American social reformer (1874–1962)

Pauline Dorothea Goldmark (February 21, 1874 – October 18, 1962) was an American social reformer, focused on equal pay and the health aspects of women's work.

==Early life==
Pauline Dorothea Goldmark was born in Brooklyn, New York, the daughter of Joseph Goldmark and Regina (née Wehle) Goldmark. Her father was a doctor and a chemist; both parents were Jewish immigrants from central Europe. Goldmark earned a degree in biology at Bryn Mawr College in 1896, and pursued graduate studies at Columbia University. Her younger sister was labor reformer Josephine Clara Goldmark. Her brothers-in-law included Felix Adler and Louis Brandeis. Her uncle Karl Goldmark was a composer in Vienna, and her cousin Rubin Goldmark was a composer in New York City.

==Career==
Goldmark was an executive of the Consumers' League of New York, and served on the National Consumers League's board for forty years. She was associate director of the New York School of Philanthropy, and served on the New York State Industrial Board, the New York State Factory Investigating Commission. During World War I she was secretary of the United States Department of Labor's Commission on Women in Industry, she was manager of the Women's Service Section, United States Railway Administration. She was assistant director of research at the Russell Sage Foundation, and consulted on women's working conditions for AT&T after 1919.

==Publications==
Books by Pauline Goldmark are mostly research reports, including Women and Children in the Canneries (1908), Preliminary Report of the Factory Investigating Committee (1912), Second Report of the Factory Investigating Committee (1913), The Truth About Wage-Earning Women and the State (1912), West Side Studies (1914) and The Longshoremen (1915, with Charles Brinton Barnes).
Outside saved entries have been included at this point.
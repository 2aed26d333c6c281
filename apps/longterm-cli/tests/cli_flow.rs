// cli_flow.rs — End-to-end test of the `longterm` binary.
//
// Flow:
//   1. longterm add → goal persisted under --data-dir
//   2. longterm list --json → the goal is active
//   3. longterm complete / restore / delete
//   4. unknown ids fail with a non-zero exit code
//   5. config and theme print the effective settings

use std::path::Path;
use std::process::{Command, Output};

use tempfile::TempDir;

fn longterm(data_dir: &Path, args: &[&str]) -> Output {
    Command::new(env!("CARGO_BIN_EXE_longterm"))
        .arg("--data-dir")
        .arg(data_dir)
        .args(args)
        .env_remove("RUST_LOG")
        .output()
        .unwrap()
}

fn stdout(output: &Output) -> String {
    String::from_utf8_lossy(&output.stdout).into_owned()
}

fn listed(data_dir: &Path, filter: &[&str]) -> Vec<serde_json::Value> {
    let mut args = vec!["list", "--json"];
    args.extend_from_slice(filter);
    let output = longterm(data_dir, &args);
    assert!(output.status.success());
    serde_json::from_str(&stdout(&output)).unwrap()
}

#[test]
fn goal_lifecycle_through_the_cli() {
    let dir = TempDir::new().unwrap();

    let output = longterm(dir.path(), &["add", "Learn", "Rust"]);
    assert!(output.status.success());
    assert!(stdout(&output).contains("Goal added"));
    assert!(dir.path().join("longterm-goals.json").exists());

    let goals = listed(dir.path(), &[]);
    assert_eq!(goals.len(), 1);
    assert_eq!(goals[0]["title"], "Learn Rust");
    assert_eq!(goals[0]["completed"], false);
    assert!(goals[0]["completedAt"].is_null());
    let id = goals[0]["id"].as_i64().unwrap().to_string();

    assert!(longterm(dir.path(), &["complete", &id]).status.success());
    assert!(listed(dir.path(), &["--active"]).is_empty());
    let completed = listed(dir.path(), &["--completed"]);
    assert_eq!(completed.len(), 1);
    assert!(completed[0]["completedAt"].is_string());

    assert!(longterm(dir.path(), &["restore", &id]).status.success());
    assert_eq!(listed(dir.path(), &["--active"]).len(), 1);

    assert!(longterm(dir.path(), &["delete", &id]).status.success());
    assert!(listed(dir.path(), &[]).is_empty());
}

#[test]
fn unknown_id_exits_non_zero() {
    let dir = TempDir::new().unwrap();
    for cmd in ["complete", "restore", "delete"] {
        let output = longterm(dir.path(), &[cmd, "42"]);
        assert!(!output.status.success(), "{cmd} should fail");
        assert!(String::from_utf8_lossy(&output.stderr).contains("Goal not found: 42"));
    }
}

#[test]
fn active_and_completed_flags_conflict() {
    let dir = TempDir::new().unwrap();
    let output = longterm(dir.path(), &["list", "--active", "--completed"]);
    assert!(!output.status.success());
}

#[test]
fn table_output_for_empty_store() {
    let dir = TempDir::new().unwrap();
    let output = longterm(dir.path(), &["list"]);
    assert!(output.status.success());
    assert_eq!(stdout(&output), "No goals found.\n");
}

#[test]
fn config_key_changes_the_slot_file() {
    let dir = TempDir::new().unwrap();
    std::fs::write(
        dir.path().join("config.toml"),
        "[storage]\nkey = \"side-projects\"\n",
    )
    .unwrap();

    assert!(longterm(dir.path(), &["add", "Build a shed"]).status.success());
    assert!(dir.path().join("side-projects.json").exists());
    assert!(!dir.path().join("longterm-goals.json").exists());
}

#[test]
fn malformed_slot_is_reported() {
    let dir = TempDir::new().unwrap();
    std::fs::write(dir.path().join("longterm-goals.json"), "{oops").unwrap();

    let output = longterm(dir.path(), &["list"]);
    assert!(!output.status.success());
    assert!(String::from_utf8_lossy(&output.stderr).contains("serialization error"));
}

#[test]
fn zero_byte_slot_file_is_treated_as_empty() {
    let dir = TempDir::new().unwrap();
    std::fs::write(dir.path().join("longterm-goals.json"), "").unwrap();

    let output = longterm(dir.path(), &["add", "Start over"]);
    assert!(output.status.success());
    let goals = listed(dir.path(), &[]);
    assert_eq!(goals.len(), 1);
    assert_eq!(goals[0]["title"], "Start over");
}

#[test]
fn config_and_theme_print_defaults() {
    let dir = TempDir::new().unwrap();

    let output = longterm(dir.path(), &["config"]);
    assert!(output.status.success());
    let text = stdout(&output);
    assert!(text.contains("[window]"));
    assert!(text.contains("width = 400"));
    assert!(text.contains("key = \"longterm-goals\""));

    let output = longterm(dir.path(), &["theme"]);
    assert!(output.status.success());
    let text = stdout(&output);
    assert!(text.contains("ios-blue"));
    assert!(text.contains("#34C759"));
}
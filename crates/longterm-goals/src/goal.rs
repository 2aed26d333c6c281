// goal.rs — Goal: one user-tracked objective.
//
// A Goal is either active or completed. The two lifecycle methods below are
// the only way the pair `completed` / `completed_at` changes, which keeps
// `completed == completed_at.is_some()` true for every goal built in-process.
// Goals read back from storage are checked with `is_consistent()`.
//
// The JSON shape is camelCase with `completedAt: null` for active goals, so
// collections written by earlier versions of the app load unchanged.

use chrono::{DateTime, SubsecRound, Utc};
use serde::{Deserialize, Serialize};

/// A single goal record.
#[derive(Debug, Clone, PartialEq, Eq, Serialize, Deserialize)]
#[serde(rename_all = "camelCase")]
pub struct Goal {
    /// Creation time in milliseconds since the Unix epoch. Doubles as the key.
    pub id: i64,

    /// Human-readable title (e.g., "Learn Rust").
    pub title: String,

    #[serde(with = "timestamp")]
    pub created_at: DateTime<Utc>,

    pub completed: bool,

    /// Set exactly when `completed` is true.
    #[serde(with = "timestamp::option", default)]
    pub completed_at: Option<DateTime<Utc>>,
}

impl Goal {
    /// Create an active goal.
    pub fn new(id: i64, title: impl Into<String>, created_at: DateTime<Utc>) -> Self {
        Self {
            id,
            title: title.into(),
            created_at: created_at.trunc_subsecs(3),
            completed: false,
            completed_at: None,
        }
    }

    /// Mark the goal completed at `at`. Completing twice moves the timestamp.
    pub fn complete(&mut self, at: DateTime<Utc>) {
        self.completed = true;
        self.completed_at = Some(at.trunc_subsecs(3));
    }

    /// Return the goal to the active list.
    pub fn restore(&mut self) {
        self.completed = false;
        self.completed_at = None;
    }

    pub fn is_consistent(&self) -> bool {
        self.completed == self.completed_at.is_some()
    }
}

/// Current time truncated to the precision stored on disk.
pub fn now() -> DateTime<Utc> {
    Utc::now().trunc_subsecs(3)
}

/// RFC 3339 timestamps with millisecond precision and a `Z` suffix.
mod timestamp {
    use chrono::{DateTime, SecondsFormat, Utc};
    use serde::{Deserialize, Deserializer, Serializer};

    pub fn serialize<S: Serializer>(ts: &DateTime<Utc>, s: S) -> Result<S::Ok, S::Error> {
        s.serialize_str(&ts.to_rfc3339_opts(SecondsFormat::Millis, true))
    }

    pub fn deserialize<'de, D: Deserializer<'de>>(d: D) -> Result<DateTime<Utc>, D::Error> {
        let raw = String::deserialize(d)?;
        parse(&raw).map_err(serde::de::Error::custom)
    }

    fn parse(raw: &str) -> Result<DateTime<Utc>, chrono::ParseError> {
        DateTime::parse_from_rfc3339(raw).map(|ts| ts.with_timezone(&Utc))
    }

    pub mod option {
        use chrono::{DateTime, Utc};
        use serde::{Deserialize, Deserializer, Serializer};

        pub fn serialize<S: Serializer>(
            ts: &Option<DateTime<Utc>>,
            s: S,
        ) -> Result<S::Ok, S::Error> {
            match ts {
                Some(ts) => super::serialize(ts, s),
                None => s.serialize_none(),
            }
        }

        pub fn deserialize<'de, D: Deserializer<'de>>(
            d: D,
        ) -> Result<Option<DateTime<Utc>>, D::Error> {
            Option::<String>::deserialize(d)?
                .map(|raw| super::parse(&raw))
                .transpose()
                .map_err(serde::de::Error::custom)
        }
    }
}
She and Mary Hopkins also compiled a poetry collection, The Gypsy Trail: An Anthology for Campers (1914).

==Personal life==
Pauline Goldmark was a close friend and correspondent of William James. She died in 1962, aged 88 years, in New York. Her papers, and her sister Josephine's, are archived at the Arthur and Elizabeth Schlesinger Library on the History of Women in America, Radcliffe Institute for Advanced Study, Harvard University. Related family papers are in the Goldmark Family Collection, Center for Jewish History.